WHAT NEEDS TO BE DONE
Copy out, from the data below, each line in which the word "before" occurs.

EXTRACTED ENTRIES
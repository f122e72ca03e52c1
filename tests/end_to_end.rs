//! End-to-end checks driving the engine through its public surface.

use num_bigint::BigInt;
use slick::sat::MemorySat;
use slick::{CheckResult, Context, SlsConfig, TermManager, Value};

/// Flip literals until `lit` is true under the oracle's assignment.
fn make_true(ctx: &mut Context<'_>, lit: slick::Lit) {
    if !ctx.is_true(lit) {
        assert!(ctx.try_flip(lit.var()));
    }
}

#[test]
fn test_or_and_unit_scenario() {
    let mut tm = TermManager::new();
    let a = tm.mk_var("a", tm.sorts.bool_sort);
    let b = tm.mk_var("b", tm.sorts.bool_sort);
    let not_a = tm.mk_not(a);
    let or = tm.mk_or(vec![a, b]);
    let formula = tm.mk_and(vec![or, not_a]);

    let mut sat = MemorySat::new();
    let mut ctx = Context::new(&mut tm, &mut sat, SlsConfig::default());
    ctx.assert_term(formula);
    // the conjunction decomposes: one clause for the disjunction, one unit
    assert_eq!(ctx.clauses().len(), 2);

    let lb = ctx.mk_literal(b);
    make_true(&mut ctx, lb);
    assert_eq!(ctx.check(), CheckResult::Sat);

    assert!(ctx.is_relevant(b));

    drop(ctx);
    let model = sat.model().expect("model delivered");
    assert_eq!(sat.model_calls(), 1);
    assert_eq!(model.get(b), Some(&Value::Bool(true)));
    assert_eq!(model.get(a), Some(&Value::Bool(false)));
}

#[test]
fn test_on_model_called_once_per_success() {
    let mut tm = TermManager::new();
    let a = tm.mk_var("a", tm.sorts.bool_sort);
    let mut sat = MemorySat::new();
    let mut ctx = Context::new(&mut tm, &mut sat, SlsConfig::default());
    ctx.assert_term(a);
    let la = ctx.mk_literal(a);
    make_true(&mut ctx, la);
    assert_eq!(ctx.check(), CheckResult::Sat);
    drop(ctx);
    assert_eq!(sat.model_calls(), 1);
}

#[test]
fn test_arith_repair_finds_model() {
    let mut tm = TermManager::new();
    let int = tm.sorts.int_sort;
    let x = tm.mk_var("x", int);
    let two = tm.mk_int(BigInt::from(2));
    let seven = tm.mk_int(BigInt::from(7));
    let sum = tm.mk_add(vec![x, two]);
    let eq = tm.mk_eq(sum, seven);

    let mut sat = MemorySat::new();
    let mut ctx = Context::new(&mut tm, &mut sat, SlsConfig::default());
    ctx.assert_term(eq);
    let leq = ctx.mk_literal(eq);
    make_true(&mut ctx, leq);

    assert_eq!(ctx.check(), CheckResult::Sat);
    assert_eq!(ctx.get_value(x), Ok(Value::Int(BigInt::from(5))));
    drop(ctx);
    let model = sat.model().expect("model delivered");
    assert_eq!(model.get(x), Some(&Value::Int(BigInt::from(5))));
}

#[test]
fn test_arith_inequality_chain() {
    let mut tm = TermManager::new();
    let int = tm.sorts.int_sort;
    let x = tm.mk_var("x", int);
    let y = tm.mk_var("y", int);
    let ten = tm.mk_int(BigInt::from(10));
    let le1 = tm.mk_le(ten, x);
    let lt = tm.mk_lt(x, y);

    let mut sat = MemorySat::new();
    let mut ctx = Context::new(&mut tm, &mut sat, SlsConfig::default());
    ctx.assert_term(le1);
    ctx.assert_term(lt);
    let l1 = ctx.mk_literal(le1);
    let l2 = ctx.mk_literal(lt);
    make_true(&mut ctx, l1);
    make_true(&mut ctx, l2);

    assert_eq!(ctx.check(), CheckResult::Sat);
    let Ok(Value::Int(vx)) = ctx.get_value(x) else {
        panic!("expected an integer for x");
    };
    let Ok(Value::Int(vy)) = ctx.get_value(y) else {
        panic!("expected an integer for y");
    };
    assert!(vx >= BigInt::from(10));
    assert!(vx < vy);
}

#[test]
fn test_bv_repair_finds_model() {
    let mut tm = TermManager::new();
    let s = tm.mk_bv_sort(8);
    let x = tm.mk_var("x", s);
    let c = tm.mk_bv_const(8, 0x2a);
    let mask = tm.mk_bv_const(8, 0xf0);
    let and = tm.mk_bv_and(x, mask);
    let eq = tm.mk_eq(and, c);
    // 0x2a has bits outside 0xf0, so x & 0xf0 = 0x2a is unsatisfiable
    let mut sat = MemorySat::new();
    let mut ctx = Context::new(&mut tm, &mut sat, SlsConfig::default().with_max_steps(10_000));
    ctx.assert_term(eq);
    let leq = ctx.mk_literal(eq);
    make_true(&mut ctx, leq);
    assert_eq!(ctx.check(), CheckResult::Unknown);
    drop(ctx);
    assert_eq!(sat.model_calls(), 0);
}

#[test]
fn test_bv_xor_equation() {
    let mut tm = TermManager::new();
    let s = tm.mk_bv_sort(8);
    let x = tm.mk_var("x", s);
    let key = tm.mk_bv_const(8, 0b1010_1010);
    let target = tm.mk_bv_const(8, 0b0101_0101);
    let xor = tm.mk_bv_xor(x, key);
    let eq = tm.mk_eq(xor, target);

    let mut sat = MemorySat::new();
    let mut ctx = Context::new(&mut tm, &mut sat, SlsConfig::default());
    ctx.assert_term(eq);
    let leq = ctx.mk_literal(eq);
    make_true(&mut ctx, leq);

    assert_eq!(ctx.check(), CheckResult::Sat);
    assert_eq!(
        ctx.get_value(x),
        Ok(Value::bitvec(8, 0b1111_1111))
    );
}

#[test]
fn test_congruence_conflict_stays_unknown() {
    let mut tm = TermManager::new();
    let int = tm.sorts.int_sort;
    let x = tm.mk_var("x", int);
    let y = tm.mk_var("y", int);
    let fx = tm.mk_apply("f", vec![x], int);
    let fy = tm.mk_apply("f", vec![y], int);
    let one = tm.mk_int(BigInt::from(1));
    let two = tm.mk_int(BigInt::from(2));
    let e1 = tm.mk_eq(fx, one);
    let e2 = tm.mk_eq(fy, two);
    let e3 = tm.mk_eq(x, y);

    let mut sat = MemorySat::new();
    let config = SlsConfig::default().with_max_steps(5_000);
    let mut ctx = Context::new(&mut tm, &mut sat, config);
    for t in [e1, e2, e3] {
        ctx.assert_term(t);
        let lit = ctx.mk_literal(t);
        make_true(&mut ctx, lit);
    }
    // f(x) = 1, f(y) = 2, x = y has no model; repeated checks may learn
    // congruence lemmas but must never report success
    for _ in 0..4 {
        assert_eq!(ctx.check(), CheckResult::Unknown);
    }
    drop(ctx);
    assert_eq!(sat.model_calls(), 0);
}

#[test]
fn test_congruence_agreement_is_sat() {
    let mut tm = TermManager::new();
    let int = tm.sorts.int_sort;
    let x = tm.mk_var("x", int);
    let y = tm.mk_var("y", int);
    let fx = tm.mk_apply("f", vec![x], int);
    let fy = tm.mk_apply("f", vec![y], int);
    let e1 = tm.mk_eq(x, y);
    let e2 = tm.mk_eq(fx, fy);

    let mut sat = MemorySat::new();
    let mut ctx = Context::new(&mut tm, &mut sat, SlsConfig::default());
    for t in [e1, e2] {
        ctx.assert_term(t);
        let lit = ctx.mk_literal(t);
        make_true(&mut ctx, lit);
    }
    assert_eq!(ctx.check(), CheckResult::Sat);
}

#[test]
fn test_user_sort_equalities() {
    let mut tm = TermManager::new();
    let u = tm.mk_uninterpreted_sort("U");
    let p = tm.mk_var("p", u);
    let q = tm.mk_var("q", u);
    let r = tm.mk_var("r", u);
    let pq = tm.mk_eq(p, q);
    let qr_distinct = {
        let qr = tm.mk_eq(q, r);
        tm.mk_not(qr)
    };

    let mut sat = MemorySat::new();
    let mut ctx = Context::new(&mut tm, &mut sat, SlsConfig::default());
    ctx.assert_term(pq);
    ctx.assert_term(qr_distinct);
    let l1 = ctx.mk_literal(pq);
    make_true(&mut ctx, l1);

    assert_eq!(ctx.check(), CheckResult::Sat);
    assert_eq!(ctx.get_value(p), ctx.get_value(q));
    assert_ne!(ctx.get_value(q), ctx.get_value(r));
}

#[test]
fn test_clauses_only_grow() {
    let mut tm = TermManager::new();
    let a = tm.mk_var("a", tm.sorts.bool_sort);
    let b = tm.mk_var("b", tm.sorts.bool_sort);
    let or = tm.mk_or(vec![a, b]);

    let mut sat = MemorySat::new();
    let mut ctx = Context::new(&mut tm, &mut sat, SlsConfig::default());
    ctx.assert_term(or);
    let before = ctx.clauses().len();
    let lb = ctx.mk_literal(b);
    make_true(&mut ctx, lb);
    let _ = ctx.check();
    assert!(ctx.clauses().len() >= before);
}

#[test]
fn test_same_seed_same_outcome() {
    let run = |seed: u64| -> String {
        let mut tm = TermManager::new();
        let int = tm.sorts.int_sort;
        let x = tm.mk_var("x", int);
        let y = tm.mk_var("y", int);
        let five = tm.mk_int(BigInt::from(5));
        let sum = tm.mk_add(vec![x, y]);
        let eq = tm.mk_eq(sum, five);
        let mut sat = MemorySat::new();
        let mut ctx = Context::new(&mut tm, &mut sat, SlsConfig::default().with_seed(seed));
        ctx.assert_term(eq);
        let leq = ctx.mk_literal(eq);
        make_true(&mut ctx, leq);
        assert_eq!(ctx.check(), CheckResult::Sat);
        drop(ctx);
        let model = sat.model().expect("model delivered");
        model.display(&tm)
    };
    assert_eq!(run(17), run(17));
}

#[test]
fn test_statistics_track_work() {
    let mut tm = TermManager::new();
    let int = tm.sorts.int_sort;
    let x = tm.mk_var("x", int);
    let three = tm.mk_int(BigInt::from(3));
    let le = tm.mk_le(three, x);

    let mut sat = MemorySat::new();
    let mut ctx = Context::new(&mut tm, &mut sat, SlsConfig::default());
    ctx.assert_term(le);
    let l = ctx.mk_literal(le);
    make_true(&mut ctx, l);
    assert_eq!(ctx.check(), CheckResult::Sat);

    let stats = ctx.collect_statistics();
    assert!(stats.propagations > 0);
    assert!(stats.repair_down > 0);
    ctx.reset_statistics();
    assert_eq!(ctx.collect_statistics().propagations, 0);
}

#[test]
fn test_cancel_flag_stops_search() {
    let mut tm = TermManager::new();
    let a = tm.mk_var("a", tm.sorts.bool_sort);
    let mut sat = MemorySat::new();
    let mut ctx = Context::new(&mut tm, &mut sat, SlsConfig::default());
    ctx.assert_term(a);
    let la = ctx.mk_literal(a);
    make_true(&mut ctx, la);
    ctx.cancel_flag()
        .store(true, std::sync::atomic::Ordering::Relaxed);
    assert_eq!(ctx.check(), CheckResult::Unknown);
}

RESPONSE TO THIS TASK
    let before = ctx.clauses().len();
    assert!(ctx.clauses().len() >= before);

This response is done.